Exposure to plastics can kill you…

This documentary touched on the toxins you breathe in from burning plastic, the cancer and medical issues faced by people living near plastic landfills in Asia and the hormonal impacts of consuming food and drinks in plastic. An alarming statistic showed a dramatic increase in plastic related chemicals being present in the bodies of younger generations. Which means we are yet to see the long term health impacts of excessive plastic use. It just doesn’t seem like a good idea to be surrounded by the stuff.

On average, a plastic bag is used for 12 minutes, but it will last forever; in some form or another…

I’d like to think that’s enough said. But what that means is, we are constantly adding to the long lasting plastic in the world, for very frequent short term requirements. This is not sustainable.

Humans don’t have the right to destroy the world…

This was something David Attenborough quoted to Barack Obama, to represent the thought process of millennials. Obama insinuated that there had been a shift in thinking between generations. I find it astonishing that previous generations didn’t also think this. But then again, previous generations may have been preoccupied with war and economic problems. Or perhaps it has become more socially acceptable to push back on the ‘norm’, opposed to the reactions “hippies” received in the 70’s. Either way, we have no excuse to leave this problem for the next generation.

There is no “away”…

When we “throw away” plastic, it doesn’t go away. It just isn’t an obvious problem to us anymore.

The only answer is to break the cycle, by either:

not producing it in the first place, or

capturing it at the end of use and ensuring it is brought back into the lifecycle

What can you do?

1. Learn about the impacts from waste

Yes, others know about it, yes others could make changes. But here’s the thing! If the person next to them isn’t changing, then they think it’s okay not to change. If the person next to them is you, then you need to take action.

2. Think about what you’re doing

Just because it’s normal, doesn’t mean it’s right. It’s your action, your waste, you have the ability and the responsibility to change it.

3. Avoid plastic

Every piece of plastic you use in your lifetime, will outlive you. You can reduce your landfill legacy if you instead use paper or glass, which can be processed by the environment.
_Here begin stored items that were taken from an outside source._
use std::sync::Arc;

use log::debug;
use tokio::net::TcpStream;
use tokio_rustls::TlsConnector;

use crate::async_stream::AsyncStream;
use crate::command_reader::CommandReader;
use crate::config::Settings;
use crate::gateway::{ConnectRequest, GatewayHooks, WsStream};
use crate::rustls_util::{create_client_config, server_name};

/// One NATS-side session: the byte stream, the command reader used with it,
/// and the server greeting. `stream` and `reader` are only ever replaced
/// together (TLS upgrade), so the reader's buffered bytes can never outlive
/// the transport they were read from.
pub struct UpstreamSession {
    pub stream: Box<dyn AsyncStream>,
    pub reader: CommandReader,
    pub server_info: String,
}

/// Extracts the greeting payload from the server's first command. The line
/// must be `INFO `, the opaque payload, then CRLF; anything else - including
/// lines too short to hold that shape - is a protocol violation.
pub fn parse_info(cmd: &[u8]) -> std::io::Result<String> {
    if cmd.len() < 7 || !cmd.starts_with(b"INFO ") || !cmd.ends_with(b"\r\n") {
        return Err(std::io::Error::new(
            std::io::ErrorKind::InvalidData,
            format!("invalid INFO command: {}", String::from_utf8_lossy(cmd)),
        ));
    }
    std::str::from_utf8(&cmd[5..cmd.len() - 2])
        .map(str::to_string)
        .map_err(|e| {
            std::io::Error::new(
                std::io::ErrorKind::InvalidData,
                format!("INFO payload is not utf8: {}", e),
            )
        })
}

/// Dials the NATS server, consumes the INFO greeting, optionally upgrades
/// the connection to TLS, and runs the connect handshake. The session is
/// ready for relaying on return; on error the caller drops whatever was
/// built, which closes the connection.
pub async fn init_session(
    settings: &Settings,
    hooks: &dyn GatewayHooks,
    request: &ConnectRequest,
    ws: &mut WsStream,
) -> std::io::Result<UpstreamSession> {
    let tcp_stream = TcpStream::connect(&settings.nats_addr).await?;
    let mut stream: Box<dyn AsyncStream> = Box::new(tcp_stream);
    let mut reader = CommandReader::new();

    let greeting = match reader.next_command(&mut stream).await? {
        Some(cmd) => cmd,
        None => {
            return Err(std::io::Error::new(
                std::io::ErrorKind::InvalidData,
                "empty line instead of INFO greeting",
            ));
        }
    };
    let server_info = parse_info(&greeting)?;
    debug!("upstream greeting: {}", server_info);

    if settings.enable_tls {
        let client_config = settings
            .tls_config
            .clone()
            .unwrap_or_else(|| Arc::new(create_client_config(false)));
        let connector = TlsConnector::from(client_config);
        let tls_stream = connector
            .connect(server_name(&settings.nats_addr), stream)
            .await?;
        // The plaintext pair is gone: the connection moved into the TLS
        // layer, and the old reader's buffered bytes go with it.
        stream = Box::new(tls_stream);
        reader = CommandReader::new();
    }

    let mut session = UpstreamSession {
        stream,
        reader,
        server_info,
    };

    hooks.handle_connect(&mut session, request, ws).await?;

    Ok(session)
}
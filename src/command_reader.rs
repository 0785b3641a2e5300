use memchr::memchr;
use tokio::io::{AsyncRead, AsyncReadExt};

const DEFAULT_BUFFER_SIZE: usize = 32768;

/// Reassembles discrete NATS protocol commands from an unstructured byte
/// stream.
///
/// A command is either a single CRLF-terminated control line, or - for the
/// payload-bearing verbs `MSG` and `HMSG` - the control line followed by the
/// declared number of payload bytes and the trailing CRLF, returned as one
/// unit. The reader holds no stream of its own; callers pass the session's
/// current stream to every call, so a session swaps transports (e.g. for a
/// TLS upgrade) by dropping the reader together with the old stream.
pub struct CommandReader {
    buf: Box<[u8]>,
    start_offset: usize,
    end_offset: usize,
}

impl CommandReader {
    pub fn new() -> Self {
        Self::new_with_buffer_size(DEFAULT_BUFFER_SIZE)
    }

    pub fn new_with_buffer_size(buffer_size: usize) -> Self {
        // note that `buffer_size` also bounds the control line length.
        Self {
            buf: vec![0u8; buffer_size].into_boxed_slice(),
            start_offset: 0usize,
            end_offset: 0usize,
        }
    }

    /// Reads the next complete command, however the underlying transport
    /// chunks it. `Ok(None)` is a bare delimiter line (keepalive artifact)
    /// that callers skip without treating as an error.
    pub async fn next_command<T: AsyncRead + Unpin>(
        &mut self,
        stream: &mut T,
    ) -> std::io::Result<Option<Vec<u8>>> {
        let line_end = loop {
            match memchr(b'\n', &self.buf[self.start_offset..self.end_offset]) {
                Some(pos) => break self.start_offset + pos + 1,
                None => self.fill(stream).await?,
            }
        };

        let mut cmd = self.buf[self.start_offset..line_end].to_vec();
        self.consume_to(line_end);

        let line = strip_delimiter(&cmd);
        if line.is_empty() {
            return Ok(None);
        }

        if let Some(payload_len) = declared_payload_length(line)? {
            // payload plus its trailing CRLF
            self.read_payload(stream, &mut cmd, payload_len + 2).await?;
        }

        Ok(Some(cmd))
    }

    async fn read_payload<T: AsyncRead + Unpin>(
        &mut self,
        stream: &mut T,
        cmd: &mut Vec<u8>,
        mut remaining: usize,
    ) -> std::io::Result<()> {
        let buffered = self.end_offset - self.start_offset;
        let take = std::cmp::min(buffered, remaining);
        if take > 0 {
            cmd.extend_from_slice(&self.buf[self.start_offset..self.start_offset + take]);
            self.consume_to(self.start_offset + take);
            remaining -= take;
        }
        if remaining > 0 {
            let filled = cmd.len();
            cmd.resize(filled + remaining, 0u8);
            stream.read_exact(&mut cmd[filled..]).await.map_err(|e| {
                std::io::Error::new(e.kind(), format!("stream closed mid-command: {}", e))
            })?;
        }
        Ok(())
    }

    fn consume_to(&mut self, new_start_offset: usize) {
        if new_start_offset == self.end_offset {
            self.start_offset = 0;
            self.end_offset = 0;
        } else {
            self.start_offset = new_start_offset;
        }
    }

    fn reset_buf_offset(&mut self) {
        if self.start_offset == 0 {
            return;
        }
        self.buf.copy_within(self.start_offset..self.end_offset, 0);
        self.end_offset -= self.start_offset;
        self.start_offset = 0;
    }

    async fn fill<T: AsyncRead + Unpin>(&mut self, stream: &mut T) -> std::io::Result<()> {
        if self.start_offset == 0 && self.end_offset == self.buf.len() {
            return Err(std::io::Error::new(
                std::io::ErrorKind::InvalidData,
                "command line exceeds buffer size",
            ));
        }

        // Compact so there's space for the rest of the line.
        self.reset_buf_offset();

        let len = stream.read(&mut self.buf[self.end_offset..]).await?;
        if len == 0 {
            return Err(std::io::Error::new(
                std::io::ErrorKind::ConnectionAborted,
                "EOF while reading command",
            ));
        }
        self.end_offset += len;
        Ok(())
    }
}

fn strip_delimiter(line: &[u8]) -> &[u8] {
    let line = line.strip_suffix(b"\n").unwrap_or(line);
    line.strip_suffix(b"\r").unwrap_or(line)
}

/// Payload byte count declared by a control line, or `None` for control-only
/// verbs. For `MSG` the last field is the payload size; for `HMSG` it is the
/// total size, which is also exactly the byte count following the line.
fn declared_payload_length(line: &[u8]) -> std::io::Result<Option<usize>> {
    let mut fields = line
        .split(|b: &u8| b.is_ascii_whitespace())
        .filter(|f| !f.is_empty());
    let verb = match fields.next() {
        Some(verb) => verb,
        None => return Ok(None),
    };
    if !verb.eq_ignore_ascii_case(b"MSG") && !verb.eq_ignore_ascii_case(b"HMSG") {
        return Ok(None);
    }
    let size = fields
        .last()
        .and_then(|f| std::str::from_utf8(f).ok())
        .and_then(|s| s.parse::<usize>().ok())
        // leave room for the trailing CRLF
        .filter(|n| n.checked_add(2).is_some())
        .ok_or_else(|| {
            std::io::Error::new(
                std::io::ErrorKind::InvalidData,
                format!(
                    "malformed payload length in: {}",
                    String::from_utf8_lossy(line)
                ),
            )
        })?;
    Ok(Some(size))
}

#[cfg(test)]
mod tests {
    use std::collections::VecDeque;
    use std::pin::Pin;
    use std::task::{Context, Poll};

    use tokio::io::ReadBuf;

    use super::*;

    /// Delivers a scripted sequence of chunks, then EOF.
    struct ChunkedStream {
        chunks: VecDeque<Vec<u8>>,
    }

    impl ChunkedStream {
        fn new(chunks: &[&[u8]]) -> Self {
            Self {
                chunks: chunks.iter().map(|c| c.to_vec()).collect(),
            }
        }
    }

    impl AsyncRead for ChunkedStream {
        fn poll_read(
            mut self: Pin<&mut Self>,
            _cx: &mut Context<'_>,
            buf: &mut ReadBuf<'_>,
        ) -> Poll<std::io::Result<()>> {
            if let Some(mut chunk) = self.chunks.pop_front() {
                let n = std::cmp::min(chunk.len(), buf.remaining());
                buf.put_slice(&chunk[..n]);
                if n < chunk.len() {
                    let rest = chunk.split_off(n);
                    self.chunks.push_front(rest);
                }
            }
            Poll::Ready(Ok(()))
        }
    }

    async fn read_until_eof(stream: &mut ChunkedStream) -> Vec<Vec<u8>> {
        let mut reader = CommandReader::new();
        let mut cmds = vec![];
        loop {
            match reader.next_command(stream).await {
                Ok(Some(cmd)) => cmds.push(cmd),
                Ok(None) => continue,
                Err(e) => {
                    assert_eq!(e.kind(), std::io::ErrorKind::ConnectionAborted);
                    break;
                }
            }
        }
        cmds
    }

    #[tokio::test]
    async fn commands_delivered_one_shot() {
        let mut stream = ChunkedStream::new(&[b"INFO {}\r\nPING\r\nMSG foo 1 5\r\nhello\r\n+OK\r\n"]);
        let cmds = read_until_eof(&mut stream).await;
        assert_eq!(
            cmds,
            vec![
                b"INFO {}\r\n".to_vec(),
                b"PING\r\n".to_vec(),
                b"MSG foo 1 5\r\nhello\r\n".to_vec(),
                b"+OK\r\n".to_vec(),
            ]
        );
    }

    #[tokio::test]
    async fn commands_split_mid_delimiter() {
        let mut stream = ChunkedStream::new(&[b"INFO {\"x\"", b":1}\r\nPI", b"NG\r\n"]);
        let cmds = read_until_eof(&mut stream).await;
        assert_eq!(
            cmds,
            vec![b"INFO {\"x\":1}\r\n".to_vec(), b"PING\r\n".to_vec()]
        );
    }

    #[tokio::test]
    async fn commands_delivered_one_byte_at_a_time() {
        let bytes: &[u8] = b"INFO {}\r\nMSG sub 1 5\r\nhello\r\nPING\r\n";
        let chunks: Vec<&[u8]> = bytes.chunks(1).collect();
        let mut stream = ChunkedStream::new(&chunks);
        let cmds = read_until_eof(&mut stream).await;
        assert_eq!(
            cmds,
            vec![
                b"INFO {}\r\n".to_vec(),
                b"MSG sub 1 5\r\nhello\r\n".to_vec(),
                b"PING\r\n".to_vec(),
            ]
        );
    }

    #[tokio::test]
    async fn payload_with_embedded_delimiter_stays_one_command() {
        let mut stream = ChunkedStream::new(&[b"MSG s 1 5\r\nhe\r\no\r\nPONG\r\n"]);
        let cmds = read_until_eof(&mut stream).await;
        assert_eq!(
            cmds,
            vec![b"MSG s 1 5\r\nhe\r\no\r\n".to_vec(), b"PONG\r\n".to_vec()]
        );
    }

    #[tokio::test]
    async fn hmsg_honors_total_size() {
        let mut stream =
            ChunkedStream::new(&[b"HMSG s 1 12 17\r\nNATS/1.0\r\n\r\nhello\r\nPING\r\n"]);
        let cmds = read_until_eof(&mut stream).await;
        assert_eq!(
            cmds,
            vec![
                b"HMSG s 1 12 17\r\nNATS/1.0\r\n\r\nhello\r\n".to_vec(),
                b"PING\r\n".to_vec(),
            ]
        );
    }

    #[tokio::test]
    async fn lowercase_verb_still_carries_payload() {
        let mut stream = ChunkedStream::new(&[b"msg a 1 2\r\nhi\r\n"]);
        let cmds = read_until_eof(&mut stream).await;
        assert_eq!(cmds, vec![b"msg a 1 2\r\nhi\r\n".to_vec()]);
    }

    #[tokio::test]
    async fn bare_delimiter_yields_none() {
        let mut stream = ChunkedStream::new(&[b"\r\nPING\r\n"]);
        let mut reader = CommandReader::new();
        assert_eq!(reader.next_command(&mut stream).await.unwrap(), None);
        assert_eq!(
            reader.next_command(&mut stream).await.unwrap(),
            Some(b"PING\r\n".to_vec())
        );
    }

    #[tokio::test]
    async fn malformed_payload_length_is_an_error() {
        let mut stream = ChunkedStream::new(&[b"MSG a 1 five\r\n"]);
        let mut reader = CommandReader::new();
        let err = reader.next_command(&mut stream).await.unwrap_err();
        assert_eq!(err.kind(), std::io::ErrorKind::InvalidData);
    }

    #[tokio::test]
    async fn eof_mid_payload_is_an_error() {
        let mut stream = ChunkedStream::new(&[b"MSG a 1 10\r\nabc"]);
        let mut reader = CommandReader::new();
        let err = reader.next_command(&mut stream).await.unwrap_err();
        assert_eq!(err.kind(), std::io::ErrorKind::UnexpectedEof);
    }

    #[tokio::test]
    async fn eof_mid_line_is_an_error() {
        let mut stream = ChunkedStream::new(&[b"PIN"]);
        let mut reader = CommandReader::new();
        let err = reader.next_command(&mut stream).await.unwrap_err();
        assert_eq!(err.kind(), std::io::ErrorKind::ConnectionAborted);
    }

    #[tokio::test]
    async fn line_exceeding_buffer_is_an_error() {
        let mut stream = ChunkedStream::new(&[b"0123456789ABCDEF\r\n"]);
        let mut reader = CommandReader::new_with_buffer_size(8);
        let err = reader.next_command(&mut stream).await.unwrap_err();
        assert_eq!(err.kind(), std::io::ErrorKind::InvalidData);
    }

    #[tokio::test]
    async fn payload_split_across_reads() {
        let mut stream = ChunkedStream::new(&[b"MSG foo 1 5", b"\r\nhel", b"lo", b"\r\n"]);
        let cmds = read_until_eof(&mut stream).await;
        assert_eq!(cmds, vec![b"MSG foo 1 5\r\nhello\r\n".to_vec()]);
    }
}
4. Recycle what you do use

If you recycle, the plastic can go back into the lifecycle, and avoid being a problem for a little bit longer

5. Try a Plastic Free July

Changing everything you do, will take time. Instead, commit to some changes from this list. Commit to making them happen in July. Once you have found ways to not use those items for 4 weeks, it’s likely you’ll never feel the need for them again.